La règle que Lacan énonce : qu’hommes et femmes se débrouillent comme ils pourront, ne dit pas que l’analyste s’en lave les mains, elle tend à favoriser leur éventuelle invention à partir d’un repérage du réel du non rapport sexuel.
Dans La signification du phallus Lacan parlait de l’"accès du sujet" au phallus signifiant du désir, sans préciser comment se fait cet accès. Quel mode d’accès un sujet a-t-il à Φ, signifiant voilé, évanouissant, jouissance réelle, inaccessible en son fond ?
Dans la pratique on se demande souvent quel est le rapport d’un sujet (au sens courant du terme) à la jouissance.
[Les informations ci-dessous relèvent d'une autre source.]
//! Per-device long-lived control channel: arbitration, pipeline install,
//! bounded inbound queue, send path.

use std::sync::Arc;
use std::time::{Duration, Instant};

use tokio::sync::{mpsc, Mutex};

use crate::error::TransportError;
use crate::schema::{CounterSnapshot, DigestEntry, MulticastEntry, PacketOut, Schema, TableEntry};
use crate::transport::{
    Arbitration, DataplaneChannel, InboundMessage, PacketOutWire, TableEntryWire, Update,
    UpdateKind, WriteEntity, FIXED_ELECTION_ID,
};

/// Fixed inbound-queue capacity.
pub const INBOUND_QUEUE_CAPACITY: usize = 5;

/// Default `nextInbound` timeout.
pub const NEXT_INBOUND_TIMEOUT: Duration = Duration::from_millis(500);

/// A message tagged with its wall-clock receipt time, as pushed by the
/// stream dispatcher task.
#[derive(Debug, Clone)]
pub struct ReceivedMessage {
    pub message: InboundMessage,
    pub received_at: Instant,
}

/// Bounded inbound queue receiver, owned by whichever task dispatches
/// messages for a session. Kept separate from [`SwitchSession`] so the
/// reader task (which only needs the sender) and the dispatcher task
/// (which only needs the receiver) can each own exactly what they use.
pub struct InboundQueue {
    rx: mpsc::Receiver<ReceivedMessage>,
}

impl InboundQueue {
    /// `nextInbound(timeout)`: returns the next message, or `None` on
    /// timeout — never errors.
    pub async fn next_inbound(&mut self, timeout: Duration) -> Option<ReceivedMessage> {
        match tokio::time::timeout(timeout, self.rx.recv()).await {
            Ok(received) => received,
            Err(_) => None,
        }
    }
}

/// Per-device session. One active session per device id.
pub struct SwitchSession<C: DataplaneChannel> {
    pub name: String,
    pub device_id: u64,
    pub schema: Arc<Schema>,
    channel: Arc<Mutex<C>>,
    inbound_tx: mpsc::Sender<ReceivedMessage>,
}

impl<C: DataplaneChannel + 'static> SwitchSession<C> {
    pub fn new(name: String, device_id: u64, schema: Arc<Schema>, channel: C) -> (Self, InboundQueue) {
        let (inbound_tx, inbound_rx) = mpsc::channel(INBOUND_QUEUE_CAPACITY);
        (
            Self {
                name,
                device_id,
                schema,
                channel: Arc::new(Mutex::new(channel)),
                inbound_tx,
            },
            InboundQueue { rx: inbound_rx },
        )
    }

    /// `open()`: establish transport and arbitrate mastership with the
    /// fixed election id.
    pub async fn open(&self) -> Result<(), TransportError> {
        let mut channel = self.channel.lock().await;
        channel
            .arbitrate(Arbitration {
                device_id: self.device_id,
                election_id: FIXED_ELECTION_ID,
            })
            .await
    }

    /// `pushPipeline(schema-blob, device-config-blob)` with action
    /// VERIFY_AND_COMMIT. The codec implicitly commits; there is no
    /// separate action byte on this transport-agnostic trait.
    pub async fn push_pipeline(&self, schema_blob: Vec<u8>, device_config_blob: Vec<u8>) -> Result<(), TransportError> {
        let mut channel = self.channel.lock().await;
        channel.push_pipeline(schema_blob, device_config_blob).await
    }

    pub async fn write_table_entry(&self, kind: UpdateKind, entry: &TableEntry) -> Result<(), TransportError> {
        let mut channel = self.channel.lock().await;
        channel
            .write(vec![Update {
                kind,
                entity: WriteEntity::TableEntry(TableEntryWire::from(entry)),
            }])
            .await
    }

    pub async fn write_digest_entry(&self, kind: UpdateKind, entry: &DigestEntry) -> Result<(), TransportError> {
        let mut channel = self.channel.lock().await;
        channel
            .write(vec![Update {
                kind,
                entity: WriteEntity::DigestEntry(entry.into()),
            }])
            .await
    }

    pub async fn write_multicast_entry(&self, kind: UpdateKind, entry: &MulticastEntry) -> Result<(), TransportError> {
        let mut channel = self.channel.lock().await;
        channel
            .write(vec![Update {
                kind,
                entity: WriteEntity::MulticastGroupEntry(entry.into()),
            }])
            .await
    }

    pub async fn read_table_entries(&self, table_id: Option<u32>) -> Result<Vec<TableEntryWire>, TransportError> {
        let mut channel = self.channel.lock().await;
        channel.read_table_entries(table_id).await
    }

    pub async fn read_counters(&self, counter_id: u32, index: u32) -> Result<CounterSnapshot, TransportError> {
        let mut channel = self.channel.lock().await;
        channel.read_counter(counter_id, index).await
    }

    pub async fn read_registers(&self, register_id: u32, index: u32) -> Result<u64, TransportError> {
        let mut channel = self.channel.lock().await;
        channel.read_register(register_id, index).await
    }

    pub async fn send_packet_out(&self, packet: &PacketOut) -> Result<(), TransportError> {
        let mut channel = self.channel.lock().await;
        channel.send_packet_out(PacketOutWire::from(packet)).await
    }

    /// Drives the stream reader: reads the next device message and pushes
    /// `(message, received_at)` onto the bounded inbound queue, blocking
    /// (applying backpressure) when the queue is full. Intended to run as
    /// its own `tokio::spawn`'d task.
    pub async fn run_reader(&self, shutdown: &mut tokio::sync::watch::Receiver<bool>) {
        loop {
            let next = {
                let mut channel = self.channel.lock().await;
                channel.next_inbound(NEXT_INBOUND_TIMEOUT).await
            };

            match next {
                Ok(Some(message)) => {
                    let received = ReceivedMessage {
                        message,
                        received_at: Instant::now(),
                    };
                    tokio::select! {
                        send = self.inbound_tx.send(received) => {
                            if send.is_err() {
                                tracing::warn!(switch = %self.name, "inbound queue closed, stopping reader");
                                return;
                            }
                        }
                        _ = shutdown.changed() => {
                            tracing::info!(switch = %self.name, "reader shutting down");
                            return;
                        }
                    }
                }
                Ok(None) => continue, // Timeout: expected, loop around.
                Err(e) => {
                    tracing::warn!(switch = %self.name, error = %e, "transport error reading stream");
                    if *shutdown.borrow() {
                        return;
                    }
                }
            }

            if *shutdown.borrow() {
                return;
            }
        }
    }

}

/// An in-process, paired-channel [`DataplaneChannel`] for tests: an
/// in-memory duplex stream for exercising session logic without a real
/// socket.
pub struct InMemoryChannel {
    pub written: Vec<Update>,
    pub table_entries: Vec<TableEntryWire>,
    pub inbound: mpsc::Receiver<InboundMessage>,
    pub sent_packets: Vec<PacketOutWire>,
}

impl InMemoryChannel {
    pub fn new() -> (Self, mpsc::Sender<InboundMessage>) {
        let (tx, rx) = mpsc::channel(16);
        (
            Self {
                written: Vec::new(),
                table_entries: Vec::new(),
                inbound: rx,
                sent_packets: Vec::new(),
            },
            tx,
        )
    }
}

#[async_trait::async_trait]
impl DataplaneChannel for InMemoryChannel {
    async fn arbitrate(&mut self, _req: Arbitration) -> Result<(), TransportError> {
        Ok(())
    }

    async fn push_pipeline(&mut self, _schema_blob: Vec<u8>, _device_config_blob: Vec<u8>) -> Result<(), TransportError> {
        Ok(())
    }

    async fn write(&mut self, updates: Vec<Update>) -> Result<(), TransportError> {
        for update in updates {
            if let WriteEntity::TableEntry(ref entry) = update.entity {
                match update.kind {
                    UpdateKind::Insert => self.table_entries.push(entry.clone()),
                    UpdateKind::Modify => {
                        if let Some(slot) = self
                            .table_entries
                            .iter_mut()
                            .find(|e| e.table_id == entry.table_id && e.matches_eq(entry))
                        {
                            *slot = entry.clone();
                        } else {
                            self.table_entries.push(entry.clone());
                        }
                    }
                    UpdateKind::Delete => {
                        self.table_entries
                            .retain(|e| !(e.table_id == entry.table_id && e.matches_eq(entry)));
                    }
                }
            }
            self.written.push(update);
        }
        Ok(())
    }

    async fn read_table_entries(&mut self, table_id: Option<u32>) -> Result<Vec<TableEntryWire>, TransportError> {
        Ok(self
            .table_entries
            .iter()
            .filter(|e| table_id.is_none_or(|id| e.table_id == id))
            .cloned()
            .collect())
    }

    async fn read_counter(&mut self, _counter_id: u32, _index: u32) -> Result<CounterSnapshot, TransportError> {
        Ok(CounterSnapshot::default())
    }

    async fn read_register(&mut self, _register_id: u32, _index: u32) -> Result<u64, TransportError> {
        Ok(0)
    }

    async fn send_packet_out(&mut self, packet: PacketOutWire) -> Result<(), TransportError> {
        self.sent_packets.push(packet);
        Ok(())
    }

    async fn next_inbound(&mut self, timeout: Duration) -> Result<Option<InboundMessage>, TransportError> {
        match tokio::time::timeout(timeout, self.inbound.recv()).await {
            Ok(Some(msg)) => Ok(Some(msg)),
            Ok(None) => Ok(None),
            Err(_) => Ok(None),
        }
    }
}

impl TableEntryWire {
    /// Structural match-field equality used by the in-memory channel to
    /// emulate the device's own upsert semantics for tests.
    fn matches_eq(&self, other: &TableEntryWire) -> bool {
        self.matches.len() == other.matches.len()
            && self
                .matches
                .iter()
                .zip(other.matches.iter())
                .all(|(a, b)| format!("{a:?}") == format!("{b:?}"))
    }
}

#[cfg(test)]
mod tests {
    use super::*;
    use crate::schema::{NamedId, Schema, SchemaDoc};

    fn empty_schema() -> Arc<Schema> {
        Arc::new(Schema::from_doc(SchemaDoc {
            tables: vec![],
            digests: vec![NamedId { id: 1, name: "d".into() }],
            counters: vec![],
            registers: vec![],
        }))
    }

    #[tokio::test]
    async fn open_and_push_pipeline_succeed_against_in_memory_channel() {
        let (channel, _tx) = InMemoryChannel::new();
        let (session, _queue) = SwitchSession::new("s1".into(), 1, empty_schema(), channel);
        session.open().await.unwrap();
        session.push_pipeline(vec![], vec![]).await.unwrap();
    }

    #[tokio::test]
    async fn reader_applies_backpressure_when_queue_is_full() {
        let (channel, tx) = InMemoryChannel::new();
        let (session, mut queue) = SwitchSession::new("s1".into(), 1, empty_schema(), channel);
        let (_shutdown_tx, mut shutdown_rx) = tokio::sync::watch::channel(false);

        // Feed the device-side channel with more messages than the bounded
        // inbound queue (capacity 5) can hold.
        for i in 0..(INBOUND_QUEUE_CAPACITY as u8 + 3) {
            tx.send(InboundMessage::PacketIn {
                payload: vec![i],
                metadata: vec![],
            })
            .await
            .unwrap();
        }
        drop(tx);

        // Run the reader concurrently with a bounded number of drains: once
        // the queue fills, a further push blocks until we drain one — the
        // backpressure contract this queue exists to provide.
        let reader = tokio::spawn(async move {
            session.run_reader(&mut shutdown_rx).await;
        });

        let mut received = 0usize;
        while received < INBOUND_QUEUE_CAPACITY + 3 {
            match queue.next_inbound(Duration::from_secs(1)).await {
                Some(_) => received += 1,
                None => break,
            }
        }
        assert_eq!(received, INBOUND_QUEUE_CAPACITY + 3);

        reader.abort();
    }
}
Rigoureusement parlant un sujet n’est que représenté, donc si "accès" il y a à Φ, il ne peut se faire que par les signifiants qui représentent ce sujet.
On voit dans…Ou pire que cet accès se fait par l’inscription de signifiants dans la fonction phallique Φx . L’écriture de la fonction est celle de Frege : une fonction insaturée où viennent à la place vide, comme variables ou arguments, les signifiants qui représentent le sujet, ces signifiants étant liés par un quanteur. La négation du quanteur universel permet d’écrire le "pas-tout" phallique.
Les signifiants, les x, vérifient ou non la fonction. La jouissance atteinte par ceux qui la vérifient est dite phallique, marquée par la castration.
Elle est commune aux deux sexes. Mais cette écriture permet de montrer qu’elle n’est pas la seule jouissance. Dès lors que pas-tous les signifiants vérifient la fonction Φx, la possibilité d’une autre jouissance est ouverte. Autre jouissance que l’erreur commune, l’attachement au signifié phallique "global", masque.
Concluons sur la question posée dans la première leçon d’…Ou pire : comment hommes et femmes se distinguent-ils par rapport à l’autre sexe et assument ainsi le leur ?
Dans La signification du phallus Lacan disait que le rapport au phallus des hommes et des femmes s’établit différemment, avec cette conséquence que dans la parade sexuelle typique l’homme "l’a" et la femme "l’est".
…Ou pire précise que cet "être" et cet "avoir", par lesquels on fait signe à l’autre sexe, dépendent de l’inscription dans la fonction Φx.
On "a" l’instrument de la jouissance phallique (l’organe devenu un signifiant) si on est tout dans la jouissance phallique, donc au prix de la castration.
On "est" le signifiant au-delà du voile si on est pas-tout dans la jouissance phallique, donc au prix d’une division avec l’autre jouissance.